[Stored items]
>>>>

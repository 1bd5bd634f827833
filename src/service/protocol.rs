//! Wire format for requests and responses.
//!
//! A request is one line of the form `<length>:<request_id>:<code>`. Only
//! the first two colons separate fields, so the code may contain colons.
//! The declared length is informational. Responses are rendered envelopes
//! (see [`crate::runtime::render_response`]) terminated by a newline.

use thiserror::Error;

use crate::runtime::{ExecutionResult, Limits, render_response};

/// Largest request id magnitude that survives a round trip through a JSON
/// number (2^53).
pub const MAX_REQUEST_ID: i64 = 1 << 53;

/// A parsed request line.
#[derive(Debug, Clone, PartialEq, Eq)]
pub struct Request {
    /// Length prefix as sent by the client.
    pub declared_length: u64,
    /// Id echoed in the response.
    pub request_id: i64,
    /// Code to evaluate.
    pub code: String,
}

/// Malformed request lines.
#[derive(Debug, Clone, PartialEq, Eq, Error)]
pub enum ProtocolError {
    /// Nothing left after stripping line terminators.
    #[error("empty request")]
    Empty,

    /// The bytes are not UTF-8 text.
    #[error("request is not valid UTF-8")]
    InvalidUtf8,

    /// Fewer than two `:` separators.
    #[error("expected '<length>:<request_id>:<code>'")]
    MissingSeparator,

    /// The length field is not a non-negative integer.
    #[error("invalid length field '{0}'")]
    InvalidLength(String),

    /// The request id field is not an integer.
    #[error("invalid request id '{0}'")]
    InvalidRequestId(String),

    /// The request id cannot be echoed exactly.
    #[error("request id {0} is out of range")]
    RequestIdOutOfRange(i64),
}

/// Drop trailing `\r` and `\n` bytes.
pub fn strip_line_terminator(bytes: &[u8]) -> &[u8] {
    let mut end = bytes.len();
    while end > 0 && matches!(bytes[end - 1], b'\r' | b'\n') {
        end -= 1;
    }
    &bytes[..end]
}

/// Parse one received request.
pub fn parse_request(bytes: &[u8]) -> Result<Request, ProtocolError> {
    let bytes = strip_line_terminator(bytes);
    if bytes.is_empty() {
        return Err(ProtocolError::Empty);
    }
    let line = std::str::from_utf8(bytes).map_err(|_| ProtocolError::InvalidUtf8)?;
    let mut fields = line.splitn(3, ':');
    let (Some(length), Some(id), Some(code)) = (fields.next(), fields.next(), fields.next()) else {
        return Err(ProtocolError::MissingSeparator);
    };
    let declared_length = length
        .trim()
        .parse::<u64>()
        .map_err(|_| ProtocolError::InvalidLength(length.to_string()))?;
    let request_id = parse_request_id(id)?;
    Ok(Request {
        declared_length,
        request_id,
        code: code.to_string(),
    })
}

fn parse_request_id(field: &str) -> Result<i64, ProtocolError> {
    let id = field
        .trim()
        .parse::<i64>()
        .map_err(|_| ProtocolError::InvalidRequestId(field.to_string()))?;
    if id.unsigned_abs() > MAX_REQUEST_ID as u64 {
        return Err(ProtocolError::RequestIdOutOfRange(id));
    }
    Ok(id)
}

/// Best-effort request id from a line that failed to parse.
pub fn salvage_request_id(bytes: &[u8]) -> Option<i64> {
    let bytes = strip_line_terminator(bytes);
    let mut fields = bytes.splitn(3, |byte| *byte == b':');
    fields.next()?;
    let id = std::str::from_utf8(fields.next()?).ok()?;
    fields.next()?;
    parse_request_id(id).ok()
}

/// Encode a request line, without the trailing newline.
///
/// The length prefix counts the bytes of `"<id>:<code>"`.
pub fn encode_request(request_id: i64, code: &str) -> String {
    let message = format!("{request_id}:{code}");
    format!("{}:{message}", message.len())
}

/// Response for a request line that could not be parsed.
pub fn protocol_error_result(error: &ProtocolError, request_id: Option<i64>) -> ExecutionResult {
    ExecutionResult::failed(request_id, format!("protocol error: {error}"))
}

/// Render a response line for `result`.
pub fn format_response(result: &ExecutionResult, limits: &Limits) -> String {
    render_response(result, limits)
}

<<<<

▶ _Task_
Count the lines above that contain "InvalidRequestId", and give only the number.

▶ _Solution to the problem_
2